Although Prochaska has a career path in mind, she was reminded last weekend to keep her options open.

“Even though I’m not looking to pursue a career in basketball as I’m going into hospital patient information, I learned a lot last weekend,” Prochaska said. “I can apply a lot of that into my next step.

“Katie Smith told us to bloom where you’re planted and don’t be afraid to change paths. She didn’t know what she wanted to do after college and had no idea she wanted to coach. Now, she’s coaching with the New York Liberty.”

Burke was a little envious of Transition Game.

“As a kid, I would have loved the opportunity to meet professional women who had some sort of experience in the sports landscape,” she said. “Looking out at those faces and remembering what I felt like as a 21-year old trying to think about what’s next in my life, hopefully some of the information we shared will help them somewhere down the road.”

All the positive feedback from last year’s inaugural event led to last weekend.

“I hope the weekend inspired our student-athletes to start taking ownership and being engaged in their future,” said Tracy Ellis-Ward, BIG EAST Associate Commissioner for Women’s Basketball.

“Sometimes when you’re a student-athlete you become so engrossed with the day-to-day of going to class, taking exams, going to practice and traveling to games that you don’t really start thinking about life after basketball.
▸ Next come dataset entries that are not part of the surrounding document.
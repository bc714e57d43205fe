//! Execution orchestration.
//!
//! [`Session`] owns the source text, the latest run outcome, the displayed
//! syntax tree, and the view state. A run is a *round*: one interpret
//! request followed, unless the first failed at the transport level, by one
//! AST request, both executed sequentially on a worker thread against the
//! same captured source. Each round is tagged with a monotonically
//! increasing sequence number; its progress is reported back over an mpsc
//! channel as [`RunEvent`]s that the UI tick drains via [`Session::poll`].
//!
//! Rounds from superseded runs are discarded wholesale at apply time, so the
//! displayed state always corresponds to the most recent [`Session::run`]
//! no matter how responses interleave. In-flight requests are never aborted;
//! their answers just stop mattering.

use std::sync::mpsc::{self, Receiver, Sender};
use std::sync::Arc;
use std::thread;

use tracing::{debug, warn};

use crate::client::ExecutionBackend;
use crate::model::{ActiveTab, ExecutionError, ExecutionResult, RunOutcome, SyntaxNode};
use crate::protocol;

/// Progress report from a round's worker thread.
#[derive(Debug)]
pub enum RunEvent {
    /// The interpret request settled with a decodable response.
    Interpreted(RunOutcome),
    /// The interpret request failed at the transport level. The round stops
    /// here; no AST request follows.
    ConnectionFailed,
    /// The AST request settled. `Some` replaces the displayed tree
    /// wholesale; `None` (failed, undecodable, or service-reported error)
    /// leaves the previous tree untouched.
    TreeFetched(Option<SyntaxNode>),
    /// The round is over, on every path. Releases the loading flag.
    Settled,
}

/// A [`RunEvent`] tagged with the sequence number of its round.
#[derive(Debug)]
pub struct RunMessage {
    pub seq: u64,
    pub event: RunEvent,
}

/// The execution orchestrator: sole owner of run state and sole authority
/// translating request outcomes into view state.
pub struct Session {
    backend: Arc<dyn ExecutionBackend>,
    source: String,

    result: Option<ExecutionResult>,
    error: Option<ExecutionError>,
    tree: Option<SyntaxNode>,

    active_tab: ActiveTab,
    is_loading: bool,

    /// Sequence number of the most recent run; events tagged older are stale.
    latest_seq: u64,
    /// Bumped whenever a new error object is installed, so panes can reset
    /// trace visibility.
    error_generation: u64,
    /// Bumped whenever the tree is replaced, so panes can reset expand state.
    tree_generation: u64,

    tx: Sender<RunMessage>,
    rx: Receiver<RunMessage>,
}

impl Session {
    pub fn new(backend: Arc<dyn ExecutionBackend>, source: String) -> Self {
        let (tx, rx) = mpsc::channel();
        Session {
            backend,
            source,
            result: None,
            error: None,
            tree: None,
            active_tab: ActiveTab::Result,
            is_loading: false,
            latest_seq: 0,
            error_generation: 0,
            tree_generation: 0,
            tx,
            rx,
        }
    }

    pub fn source(&self) -> &str {
        &self.source
    }

    /// Replace the held source text. Called synchronously on every editor
    /// change; has no effect on rounds already in flight (they captured the
    /// text by value).
    pub fn set_source(&mut self, source: String) {
        self.source = source;
    }

    pub fn result(&self) -> Option<&ExecutionResult> {
        self.result.as_ref()
    }

    pub fn error(&self) -> Option<&ExecutionError> {
        self.error.as_ref()
    }

    pub fn tree(&self) -> Option<&SyntaxNode> {
        self.tree.as_ref()
    }

    pub fn active_tab(&self) -> ActiveTab {
        self.active_tab
    }

    /// The user may switch views freely at any time; the next settled run
    /// switches back to the outcome view.
    pub fn set_active_tab(&mut self, tab: ActiveTab) {
        self.active_tab = tab;
    }

    pub fn is_loading(&self) -> bool {
        self.is_loading
    }

    pub fn error_generation(&self) -> u64 {
        self.error_generation
    }

    pub fn tree_generation(&self) -> u64 {
        self.tree_generation
    }

    /// Sender half of the round channel, for worker threads (and scripted
    /// rounds in tests).
    pub fn sender(&self) -> Sender<RunMessage> {
        self.tx.clone()
    }

    /// Allocate the next round: bump the sequence number, raise the loading
    /// flag, and clear the current error. Safe against rapid re-invocation;
    /// the previous round keeps running but its events become stale.
    pub fn begin_round(&mut self) -> u64 {
        self.latest_seq += 1;
        self.is_loading = true;
        self.error = None;
        self.latest_seq
    }

    /// Trigger one execution round against the held source text.
    pub fn run(&mut self) {
        let seq = self.begin_round();
        debug!(seq, "starting execution round");
        let backend = Arc::clone(&self.backend);
        let code = self.source.clone();
        let tx = self.tx.clone();
        thread::spawn(move || execute_round(backend.as_ref(), &code, seq, &tx));
    }

    /// Drain and apply every pending round event. Returns whether any event
    /// from the current round was applied.
    pub fn poll(&mut self) -> bool {
        let mut changed = false;
        while let Ok(message) = self.rx.try_recv() {
            changed |= self.apply(message);
        }
        changed
    }

    /// Apply one round event to the view state. Events from superseded
    /// rounds are discarded, which is what makes the last-started run win.
    pub fn apply(&mut self, message: RunMessage) -> bool {
        if message.seq < self.latest_seq {
            debug!(
                seq = message.seq,
                latest = self.latest_seq,
                "discarding event from superseded round"
            );
            return false;
        }
        match message.event {
            RunEvent::Interpreted(RunOutcome::Success(result)) => {
                self.result = Some(result);
                self.error = None;
                self.active_tab = ActiveTab::Result;
            }
            RunEvent::Interpreted(RunOutcome::Failure(error)) => {
                self.result = None;
                self.install_error(error);
            }
            RunEvent::ConnectionFailed => {
                self.result = None;
                self.install_error(ExecutionError::connection_failure());
            }
            RunEvent::TreeFetched(Some(tree)) => {
                self.tree = Some(tree);
                self.tree_generation += 1;
            }
            RunEvent::TreeFetched(None) => {}
            RunEvent::Settled => {
                self.is_loading = false;
            }
        }
        true
    }

    fn install_error(&mut self, error: ExecutionError) {
        self.error = Some(error);
        self.error_generation += 1;
        self.active_tab = ActiveTab::Error;
    }
}

/// Execute one round: interpret, then (unless the transport failed) AST,
/// reporting each step over the channel and always closing with
/// [`RunEvent::Settled`].
///
/// Free function so tests can drive rounds synchronously with a scripted
/// backend.
pub fn execute_round(
    backend: &dyn ExecutionBackend,
    code: &str,
    seq: u64,
    tx: &Sender<RunMessage>,
) {
    match backend.interpret(code) {
        Ok(response) => {
            let outcome = protocol::interpret_outcome(response);
            let _ = tx.send(RunMessage {
                seq,
                event: RunEvent::Interpreted(outcome),
            });

            let tree = match backend.fetch_ast(code) {
                Ok(response) if response.estado == protocol::STATUS_OK => {
                    let decoded = response.ast.as_ref().and_then(protocol::decode_root);
                    if decoded.is_none() {
                        warn!(seq, "AST response was not a decodable node; keeping previous tree");
                    }
                    decoded
                }
                Ok(response) => {
                    debug!(
                        seq,
                        error = response.error.as_deref().unwrap_or_default(),
                        "AST request reported failure; keeping previous tree"
                    );
                    None
                }
                Err(err) => {
                    warn!(seq, error = %err, "AST request failed; keeping previous tree");
                    None
                }
            };
            let _ = tx.send(RunMessage {
                seq,
                event: RunEvent::TreeFetched(tree),
            });
        }
        Err(err) => {
            warn!(seq, error = %err, "interpret request failed");
            let _ = tx.send(RunMessage {
                seq,
                event: RunEvent::ConnectionFailed,
            });
        }
    }
    let _ = tx.send(RunMessage {
        seq,
        event: RunEvent::Settled,
    });
}
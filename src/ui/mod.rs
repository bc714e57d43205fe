//! Terminal user interface built on [ratatui](https://github.com/ratatui-org/ratatui).
//!
//! The UI is organized into four layers:
//!
//! - **[`app`]** — application state, keyboard event loop, pane focus,
//!   pane-local UI flags
//! - **[`panes`]** — stateless render functions for each visible pane
//!   (editor, result, error, ast, status bar)
//! - **[`tree`]** — expand state and the tree-to-rows projection behind the
//!   AST pane
//! - **[`theme`]** — centralized color palette used by all panes
//!
//! The entry point for consumers is [`App`]: construct it with a
//! [`Session`] and call [`App::run`] to start the event loop.
//!
//! [`Session`]: crate::session::Session
//! [`App::run`]: app::App::run

pub mod app;
pub mod panes;
pub mod theme;
pub mod tree;

pub use app::App;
“This was a weekend for them to pause and reflect on what life might be like when their collegiate careers are over.”

Coleman made the most of meeting other BIG EAST players.

“It was a really beneficial being with the other players,” Coleman said. “You don’t normally see us talk on the court, so this was a great experience to interact with and get to know each other. That won’t be happening once we all get back on the court.”

The three Blue Demons had a chance to take in the best of New York, including a memorable visit to the Sept. 11 National Memorial and Museum.

“I’m somewhat of a history nerd, so the 911 museum was really special,” Prochaska said. “There were fire trucks, fire and police uniforms and various objects that were salvaged. There were photos, recordings of phone calls and videos, and it was like you were reliving that day.

“I was very moved by the recordings of the phone calls from people whose loved ones never came home.”

They came home raving about a culinary delight in a city famed for fabulous restaurants when the three of them ventured out to Times Square last Friday night to an Italian restaurant called Carmine’s.

“It was a great meal---the best shrimp I ever had,” Coleman said. “It was family-style servings with a lot of food. The atmosphere was fun, all lively and loud.”

How did they come across Carmine’s?

“I found it by googling restaurants in Times Square,” Prochaska said. “Our teammate Kelly Campbell lives in New Jersey about an hour’s drive away and really likes going to Carmine’s.”

Coleman is now a big fan.

“For anybody visiting New York, I would highly recommend going to Carmine’s,” she said.

For someone like Dahlman who played three seasons at Vanderbilt, last weekend made a lasting impact.

“I wish the SEC had something like this,” Dahlman said. “It’s such a great experience, and I learned a lot from it.

“This says a lot about the BIG EAST. It shows how much they care about each and every student-athlete. The conference is helping us be prepared for the real world.”